From Anglo-Norman liveree, from Old French livree. Compare modern French livrée.

Pronunciation[edit]

Noun[edit]

livery (plural liveries)

  1. Any distinctive identifying uniform worn by a group, such as the uniform worn by chauffeurs and male servants.
    • 1913, Joseph C. Lincoln, chapter 7, Mr. Pratt's Patients:
      “I don't know how you and the ‘head,’ as you call him, will get on, but I do know that if you call my duds a ‘livery’ again there'll be trouble. It's bad enough to go around togged out like a life saver on a drill day, but I can stand that 'cause I'm paid for it.
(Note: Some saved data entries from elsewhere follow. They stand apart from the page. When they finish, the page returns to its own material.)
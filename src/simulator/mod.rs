//! Fallback Simulator - deterministic synthetic results
//!
//! `simulate` is total: every tool id yields a result, tools without a rule
//! get the default template. Output depends only on `(tool_id, query)`.

mod rules;

use std::collections::HashMap;

use crate::lookup::LookupResult;

pub use rules::Rule;

/// Error carried by the default template
pub const DEFAULT_TEMPLATE_ERROR: &str = "Tool not implemented or invalid query.";

/// Rule table keyed by tool id
#[derive(Clone)]
pub struct Simulator {
    rules: HashMap<&'static str, Rule>,
}

impl Simulator {
    /// Simulator with every builtin rule
    pub fn new() -> Self {
        Self {
            rules: rules::all().collect(),
        }
    }

    /// Simulator with no rules; everything hits the default template
    pub fn empty() -> Self {
        Self {
            rules: HashMap::new(),
        }
    }

    /// Register or replace a rule
    pub fn with_rule(mut self, tool_id: &'static str, rule: Rule) -> Self {
        self.rules.insert(tool_id, rule);
        self
    }

    /// Produce the synthetic result for a tool
    pub fn simulate(&self, tool_id: &str, query: &str) -> LookupResult {
        match self.rules.get(tool_id) {
            Some(rule) => LookupResult::simulated(query, rule(query)),
            None => {
                log::debug!("No simulation rule for '{}', using default template", tool_id);
                LookupResult::simulated_error(query, DEFAULT_TEMPLATE_ERROR)
            }
        }
    }

    /// Check if a tool has a non-default rule
    pub fn has_rule(&self, tool_id: &str) -> bool {
        self.rules.contains_key(tool_id)
    }

    /// Tool ids with rules, sorted
    pub fn rule_ids(&self) -> Vec<&'static str> {
        let mut ids: Vec<_> = self.rules.keys().copied().collect();
        ids.sort_unstable();
        ids
    }

    pub fn len(&self) -> usize {
        self.rules.len()
    }

    pub fn is_empty(&self) -> bool {
        self.rules.is_empty()
    }
}

impl Default for Simulator {
    fn default() -> Self {
        Self::new()
    }
}

impl std::fmt::Debug for Simulator {
    fn fmt(&self, f: &mut std::fmt::Formatter<'_>) -> std::fmt::Result {
        f.debug_struct("Simulator").field("rules", &self.rules.len()).finish()
    }
}

#[cfg(test)]
mod tests {
    use super::*;
    use crate::lookup::{Fields, Provenance, Value};
    use crate::registry::Registry;

    #[test]
    fn test_simulate_known_tool() {
        let simulator = Simulator::new();
        let result = simulator.simulate("ipReverseDnsLookup", "8.8.8.8");
        assert_eq!(result.provenance(), Provenance::Simulated);
        assert_eq!(result.field("reverseDns").and_then(Value::as_str), Some("dns.google"));
        assert_eq!(result.query(), "8.8.8.8");
    }

    #[test]
    fn test_simulate_unknown_tool_uses_default_template() {
        let simulator = Simulator::new();
        let result = simulator.simulate("noSuchTool", "q");
        assert_eq!(result.error(), Some(DEFAULT_TEMPLATE_ERROR));
        assert!(result.fields().is_empty());
        assert_eq!(result.provenance(), Provenance::Simulated);
    }

    #[test]
    fn test_simulate_is_deterministic() {
        let simulator = Simulator::new();
        for id in Registry::builtin().tool_ids() {
            let first = simulator.simulate(id, "user@example.com");
            let second = simulator.simulate(id, "user@example.com");
            assert_eq!(first, second, "non-deterministic rule {}", id);
            assert_eq!(
                serde_json::to_string(&first).unwrap(),
                serde_json::to_string(&second).unwrap()
            );
        }
    }

    #[test]
    fn test_every_registry_tool_has_a_rule() {
        let simulator = Simulator::new();
        let missing: Vec<_> = Registry::builtin()
            .tool_ids()
            .into_iter()
            .filter(|id| !simulator.has_rule(id))
            .collect();
        assert!(missing.is_empty(), "tools without rules: {:?}", missing);
    }

    #[test]
    fn test_every_rule_targets_a_registry_tool() {
        let registry = Registry::builtin();
        for id in Simulator::new().rule_ids() {
            assert!(registry.contains(id), "rule for unregistered tool {}", id);
        }
    }

    #[test]
    fn test_empty_query_is_handled_by_every_tool() {
        let simulator = Simulator::new();
        for id in Registry::builtin().tool_ids() {
            let result = simulator.simulate(id, "");
            assert_eq!(result.provenance(), Provenance::Simulated);
            assert!(!result.is_error());
        }
    }

    #[test]
    fn test_with_rule_overrides() {
        fn fixed(_q: &str) -> Fields {
            Fields::new().with("status", "fixed")
        }
        let simulator = Simulator::empty().with_rule("custom", fixed);
        assert!(simulator.has_rule("custom"));
        assert_eq!(simulator.len(), 1);
        let result = simulator.simulate("custom", "x");
        assert_eq!(result.field("status").and_then(Value::as_str), Some("fixed"));
    }
}
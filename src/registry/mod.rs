//! Tool Registry - categories, tools, and display metadata
//!
//! The builtin catalog is static data; `Registry::builtin()` exposes it as a
//! shared read-only view.

mod builtin;
mod catalog;
mod tool;
mod websites;

pub use catalog::Registry;
pub use tool::{Category, Tool};
pub use websites::OSINT_WEBSITES;
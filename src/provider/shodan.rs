//! Shodan host scan for `shodanIpScanner`

use std::collections::HashSet;
use std::time::Duration;

use serde_json::Value as Json;

use crate::config::ProviderConfig;
use crate::credentials::SHODAN_API_KEY;
use crate::lookup::{Fields, LookupResult};

use super::transport::endpoint;
use super::{DispatchFailure, HttpRequest, HttpResponse, Provider, embedded_error, parse_json, text_or_na};

pub const TOOL_ID: &str = "shodanIpScanner";

#[derive(Debug, Clone)]
pub struct ShodanProvider {
    base_url: String,
    timeout: Duration,
}

impl ShodanProvider {
    pub fn new(config: &ProviderConfig) -> Self {
        Self {
            base_url: config.base_url.clone(),
            timeout: config.timeout(),
        }
    }
}

impl Provider for ShodanProvider {
    fn tool_id(&self) -> &'static str {
        TOOL_ID
    }

    fn name(&self) -> &'static str {
        "Shodan"
    }

    fn credential(&self) -> &'static str {
        SHODAN_API_KEY
    }

    fn timeout(&self) -> Duration {
        self.timeout
    }

    fn request(&self, query: &str, key: &str) -> Result<HttpRequest, DispatchFailure> {
        let mut url = endpoint(&self.base_url, &["shodan", "host", query.trim()])?;
        url.query_pairs_mut().append_pair("key", key);
        Ok(HttpRequest::get(url, self.timeout))
    }

    fn interpret(&self, query: &str, response: HttpResponse) -> Result<LookupResult, DispatchFailure> {
        if !response.is_success() {
            return Err(DispatchFailure::HttpStatus(response.status));
        }
        let data = parse_json(&response.body)?;
        if !data.is_object() {
            return Err(DispatchFailure::MalformedPayload("expected a JSON object".to_string()));
        }
        if let Some(message) = embedded_error(&data) {
            return Err(DispatchFailure::ProviderError(message));
        }

        let banners = data.get("data").and_then(Json::as_array).map(Vec::as_slice).unwrap_or(&[]);

        let fields = Fields::new()
            .with("ip", text_or_na(&data, "ip_str"))
            .with("country", text_or_na(&data, "country_name"))
            .with("city", text_or_na(&data, "city"))
            .with("isp", text_or_na(&data, "isp"))
            .with("organization", text_or_na(&data, "org"))
            .with("openPorts", open_ports(&data, banners))
            .with("services", services(banners))
            .with("vulnerabilities", vulnerabilities(&data));
        Ok(LookupResult::real(query, fields))
    }
}

/// `"port (product)"` per banner, falling back to the bare `ports` list
fn open_ports(data: &Json, banners: &[Json]) -> Vec<String> {
    let mut seen = HashSet::new();
    let mut ports = Vec::new();
    for banner in banners {
        let Some(port) = banner.get("port").and_then(Json::as_u64) else {
            continue;
        };
        if !seen.insert(port) {
            continue;
        }
        let label = banner
            .get("product")
            .and_then(Json::as_str)
            .or_else(|| banner.pointer("/_shodan/module").and_then(Json::as_str));
        ports.push(match label {
            Some(label) => format!("{} ({})", port, label),
            None => port.to_string(),
        });
    }
    if let Some(listed) = data.get("ports").and_then(Json::as_array) {
        for port in listed.iter().filter_map(Json::as_u64) {
            if seen.insert(port) {
                ports.push(port.to_string());
            }
        }
    }
    ports
}

fn services(banners: &[Json]) -> Vec<String> {
    let mut seen = HashSet::new();
    banners
        .iter()
        .filter_map(|b| b.get("product").and_then(Json::as_str))
        .filter(|p| seen.insert(*p))
        .map(str::to_string)
        .collect()
}

/// Shodan sends `vulns` as a list or as an object keyed by CVE
fn vulnerabilities(data: &Json) -> Vec<String> {
    match data.get("vulns") {
        Some(Json::Array(items)) => items.iter().filter_map(Json::as_str).map(str::to_string).collect(),
        Some(Json::Object(map)) => {
            let mut ids: Vec<String> = map.keys().cloned().collect();
            ids.sort();
            ids
        }
        _ => Vec::new(),
    }
}

#[cfg(test)]
mod tests {
    use super::*;
    use crate::config::ProvidersConfig;
    use crate::lookup::{Provenance, Value};

    fn provider() -> ShodanProvider {
        ShodanProvider::new(&ProvidersConfig::default().shodan)
    }

    fn strings(result: &LookupResult, key: &str) -> Vec<String> {
        result
            .field(key)
            .and_then(Value::as_list)
            .unwrap()
            .iter()
            .filter_map(Value::as_str)
            .map(str::to_string)
            .collect()
    }

    #[test]
    fn test_request_shape() {
        let request = provider().request("1.2.3.4", "sk").unwrap();
        assert_eq!(request.url.as_str(), "https://api.shodan.io/shodan/host/1.2.3.4?key=sk");
        assert_eq!(request.timeout, Duration::from_secs(10));
    }

    #[test]
    fn test_interpret_host() {
        let body = r#"{
            "ip_str": "1.2.3.4", "country_name": "Germany", "city": "Berlin",
            "isp": "Hetzner", "org": "Hetzner Online GmbH",
            "ports": [22, 80, 8080],
            "vulns": {"CVE-2021-1234": {}, "CVE-2020-0001": {}},
            "data": [
                {"port": 22, "product": "OpenSSH"},
                {"port": 80, "product": "nginx"},
                {"port": 80, "product": "nginx"},
                {"port": 443, "_shodan": {"module": "https"}}
            ]
        }"#;
        let result = provider().interpret("1.2.3.4", HttpResponse::ok(body)).unwrap();

        assert_eq!(result.provenance(), Provenance::Real);
        assert_eq!(result.field("organization").and_then(Value::as_str), Some("Hetzner Online GmbH"));
        assert_eq!(
            strings(&result, "openPorts"),
            vec!["22 (OpenSSH)", "80 (nginx)", "443 (https)", "8080"]
        );
        assert_eq!(strings(&result, "services"), vec!["OpenSSH", "nginx"]);
        assert_eq!(strings(&result, "vulnerabilities"), vec!["CVE-2020-0001", "CVE-2021-1234"]);
    }

    #[test]
    fn test_interpret_vulns_as_list() {
        let body = r#"{"ip_str":"5.6.7.8","vulns":["CVE-2019-0708"]}"#;
        let result = provider().interpret("5.6.7.8", HttpResponse::ok(body)).unwrap();
        assert_eq!(strings(&result, "vulnerabilities"), vec!["CVE-2019-0708"]);
        assert!(strings(&result, "openPorts").is_empty());
    }

    #[test]
    fn test_interpret_embedded_error() {
        let body = r#"{"error":"No information available for that IP."}"#;
        let err = provider().interpret("10.0.0.1", HttpResponse::ok(body)).unwrap_err();
        assert_eq!(
            err,
            DispatchFailure::ProviderError("No information available for that IP.".to_string())
        );
    }

    #[test]
    fn test_interpret_status() {
        let err = provider().interpret("10.0.0.1", HttpResponse::new(404, "{}")).unwrap_err();
        assert_eq!(err, DispatchFailure::HttpStatus(404));
    }

    #[test]
    fn test_interpret_malformed() {
        let err = provider().interpret("1.2.3.4", HttpResponse::ok("not json")).unwrap_err();
        assert!(matches!(err, DispatchFailure::MalformedPayload(_)));
    }
}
What I won't stand is to have them togs called a livery. […]”
    • J. M. Bennett
      By wearing livery, the brewers publicly expressed guild association and solidarity.
  2. The paint scheme of a vehicle or fleet of vehicles.
    The airline's new livery received a mixed reaction from the press.
  3. (US) A taxicab or limousine.
  4. (law) The delivery of property from one owner to the next.
  5. (law) The writ by which property is obtained.
  6. (historical) The rental of horses or carriages; the rental of canoes; the care and/or boarding of horses for money.
    • Lowell
      Pegasus does not stand at livery even at the largest establishment in Moorfields.
  7. (historical) A stable that keeps horses or carriages for rental.
  8. An allowance of food; a ration, as given out to a family, to servants, to horses, etc.
    • Cavendish
      The emperor's officers every night went through the town from house to house whereat any English gentleman did repast or lodge, and served their liveries for all night: first, the officers brought into the house a cast of fine manchet [white bread], and of silver two great post, and white wine, and sugar.
  9. Release from wardship; deliverance.
    • Milton
      It concerned them first to sue out their livery from the unjust wardship of his encroaching prerogative.
  10. A low grade of wool.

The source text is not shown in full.